On March 6, 2020 Kentucky Governor Andy Beshear announced a State of Emergency with the rise of the COVID-19 pandemic. Businesses that are not determined “Life-Sustaining” close and residents were asked to stay “Healthy at Home.”
This shift changes everything for our local and national state of being. Many businesses had to close their doors and employees were laid off.
Insuring for the unknown
“That’s why you insure, to prepare for the unknown,” bar and restaurant owner Erik Baylis said to the Chicago Tribune. After furloughing his 450 employees during Illinois restrictions on dining due to the pandemic, Baylis’ insurance company said that he would not receive any aid.

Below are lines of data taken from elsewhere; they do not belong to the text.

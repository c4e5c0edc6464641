//! Command implementations.

pub mod bootstrap;
pub mod calibrate;
pub mod claims;
pub mod config;
pub mod isotonic;
pub mod load;
pub mod propagate;
pub mod requirements;
pub mod smooth_ece;

pub use self::bootstrap::execute_bootstrap;
pub use self::calibrate::execute_calibrate;
pub use self::claims::execute_claims;
pub use self::config::execute_config;
pub use self::isotonic::execute_isotonic;
pub use self::load::execute_load;
pub use self::propagate::{execute_graph, execute_propagate};
pub use self::requirements::execute_requirements;
pub use self::smooth_ece::execute_smooth_ece;

use crate::config::Config;
use crate::error::{CliError, Result};
use credence_store::SqliteStore;
use serde::de::DeserializeOwned;
use std::fs;
use std::io::{self, Read};
use tracing::debug;

/// Read and parse JSON from a file, or from stdin when `file` is `-`.
pub(crate) fn read_json<T: DeserializeOwned>(file: &str) -> Result<T> {
    let json_data = if file == "-" {
        let mut buffer = String::new();
        io::stdin().read_to_string(&mut buffer)?;
        buffer
    } else {
        fs::read_to_string(file)
            .map_err(|e| CliError::InvalidInput(format!("Cannot read '{}': {}", file, e)))?
    };

    serde_json::from_str(&json_data).map_err(|source| CliError::InputParse {
        input: file.to_string(),
        source,
    })
}

/// Open the configured claim database, creating its directory if needed.
pub(crate) fn open_store(config: &Config) -> Result<SqliteStore> {
    let path = config.database_path()?;
    if let Some(parent) = path.parent() {
        if !parent.as_os_str().is_empty() {
            fs::create_dir_all(parent)?;
        }
    }
    debug!(path = %path.display(), "Opening claim database");
    Ok(SqliteStore::new(&path)?)
}

#[cfg(test)]
mod tests {
    use super::*;
    use credence_calibration::CalibrationSample;
    use tempfile::NamedTempFile;

    #[test]
    fn test_read_json_file() {
        let file = NamedTempFile::new().unwrap();
        fs::write(file.path(), r#"[{"confidence": 0.7, "outcome": true}]"#).unwrap();

        let samples: Vec<CalibrationSample> = read_json(file.path().to_str().unwrap()).unwrap();
        assert_eq!(samples, vec![CalibrationSample::new(0.7, true)]);
    }

    #[test]
    fn test_read_json_malformed_names_input() {
        let file = NamedTempFile::new().unwrap();
        fs::write(file.path(), r#"[{"confidence": "high"}]"#).unwrap();
        let name = file.path().to_str().unwrap();

        let err = read_json::<Vec<CalibrationSample>>(name).unwrap_err();
        assert!(matches!(&err, CliError::InputParse { input, .. } if input == name));
        assert!(err.to_string().starts_with(&format!("Cannot parse '{}'", name)));
    }

    #[test]
    fn test_read_json_missing_file() {
        let result: Result<Vec<CalibrationSample>> = read_json("/nonexistent/samples.json");
        assert!(matches!(result, Err(CliError::InvalidInput(_))));
    }
}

Many assume that their business interruption insurance will step in during the pandemic. This is typically part of a property insurance policy and is meant to cover damage from a natural disaster like a tornado or fire. Some also cover losses caused by the government, like if authorities consider your property unsafe to work in.
Pandemic coverage denial
Some insurance companies have specific restrictions that deny coverage for viruses, but some don’t. The American Property Casualty Insurance Association (APCIA) says that business interruption policies are not created with the intent of covering contagions or viruses. There is also concern for the mass amount of claims coming in from businesses and a lack of insurance ability to cover them.

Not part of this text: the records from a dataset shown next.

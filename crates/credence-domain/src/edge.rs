//! Evidence edges between claims (pairwise only)

use crate::ClaimId;
use serde::{Deserialize, Serialize};

/// Type of an evidence edge
///
/// For `DependsOn` and `Assumes`, `from` relies on `to`. For `Supports`,
/// `from` lends support to `to`.
#[derive(Debug, Clone, Copy, PartialEq, Eq, Hash, Serialize, Deserialize)]
#[serde(rename_all = "snake_case")]
pub enum EdgeType {
    /// `from` is only true if `to` is
    DependsOn,

    /// `from` takes `to` for granted (weaker coupling)
    Assumes,

    /// `from` is evidence for `to`
    Supports,

    /// `from` contradicts `to`
    Contradicts,

    /// `from` replaces `to`
    Supersedes,

    /// `from` was synthesized from `to`
    DerivedFrom,
}

impl EdgeType {
    /// Wire name of the edge type
    pub fn as_str(&self) -> &'static str {
        match self {
            EdgeType::DependsOn => "depends_on",
            EdgeType::Assumes => "assumes",
            EdgeType::Supports => "supports",
            EdgeType::Contradicts => "contradicts",
            EdgeType::Supersedes => "supersedes",
            EdgeType::DerivedFrom => "derived_from",
        }
    }

    /// Parse an edge type from its wire name
    pub fn parse(s: &str) -> Option<Self> {
        match s {
            "depends_on" => Some(EdgeType::DependsOn),
            "assumes" => Some(EdgeType::Assumes),
            "supports" => Some(EdgeType::Supports),
            "contradicts" => Some(EdgeType::Contradicts),
            "supersedes" => Some(EdgeType::Supersedes),
            "derived_from" => Some(EdgeType::DerivedFrom),
            _ => None,
        }
    }
}

/// A directed evidence edge between two claims
#[derive(Debug, Clone, PartialEq, Serialize, Deserialize)]
#[serde(rename_all = "camelCase")]
pub struct EvidenceEdge {
    /// Source claim ID
    pub from_claim_id: ClaimId,

    /// Target claim ID
    pub to_claim_id: ClaimId,

    /// Type of edge
    #[serde(rename = "type")]
    pub edge_type: EdgeType,

    /// Strength of the edge [0.0, 1.0]
    pub strength: f64,

    /// When this edge was established
    pub created_at: u64,
}

impl EvidenceEdge {
    /// Create a new edge
    ///
    /// # Panics
    /// Panics if strength is outside [0, 1]
    pub fn new(
        from_claim_id: ClaimId,
        to_claim_id: ClaimId,
        edge_type: EdgeType,
        strength: f64,
        created_at: u64,
    ) -> Self {
        assert!((0.0..=1.0).contains(&strength), "Strength must be in [0, 1]");

        Self {
            from_claim_id,
            to_claim_id,
            edge_type,
            strength,
            created_at,
        }
    }
}

#[cfg(test)]
mod tests {
    use super::*;

    #[test]
    fn test_edge_type_wire_names() {
        for edge_type in [
            EdgeType::DependsOn,
            EdgeType::Assumes,
            EdgeType::Supports,
            EdgeType::Contradicts,
            EdgeType::Supersedes,
            EdgeType::DerivedFrom,
        ] {
            assert_eq!(EdgeType::parse(edge_type.as_str()), Some(edge_type));
            let json = serde_json::to_string(&edge_type).unwrap();
            assert_eq!(json, format!("\"{}\"", edge_type.as_str()));
        }
    }

    #[test]
    fn test_edge_json_uses_type_field() {
        let edge = EvidenceEdge::new("b".into(), "a".into(), EdgeType::DependsOn, 1.0, 7);
        let json = serde_json::to_value(&edge).unwrap();
        assert_eq!(json["type"], "depends_on");
        assert_eq!(json["fromClaimId"], "b");
        assert_eq!(json["toClaimId"], "a");
    }

    #[test]
    #[should_panic]
    fn test_invalid_strength() {
        EvidenceEdge::new("b".into(), "a".into(), EdgeType::Supports, 1.5, 0);
    }
}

Baylis is one of thousands business owners who are suffering beneath the weight of the shutdowns. Now, many are bringing lawsuits against their insurance companies for denying coverage. They argue that their losses are caused by government actions, the business shutdowns, rather than by the pandemic itself, putting them within the realm of the business interruption policies.
While some look for government aid, others must wait for the outcome of their lawsuits against insurance companies to know if they will open their doors again.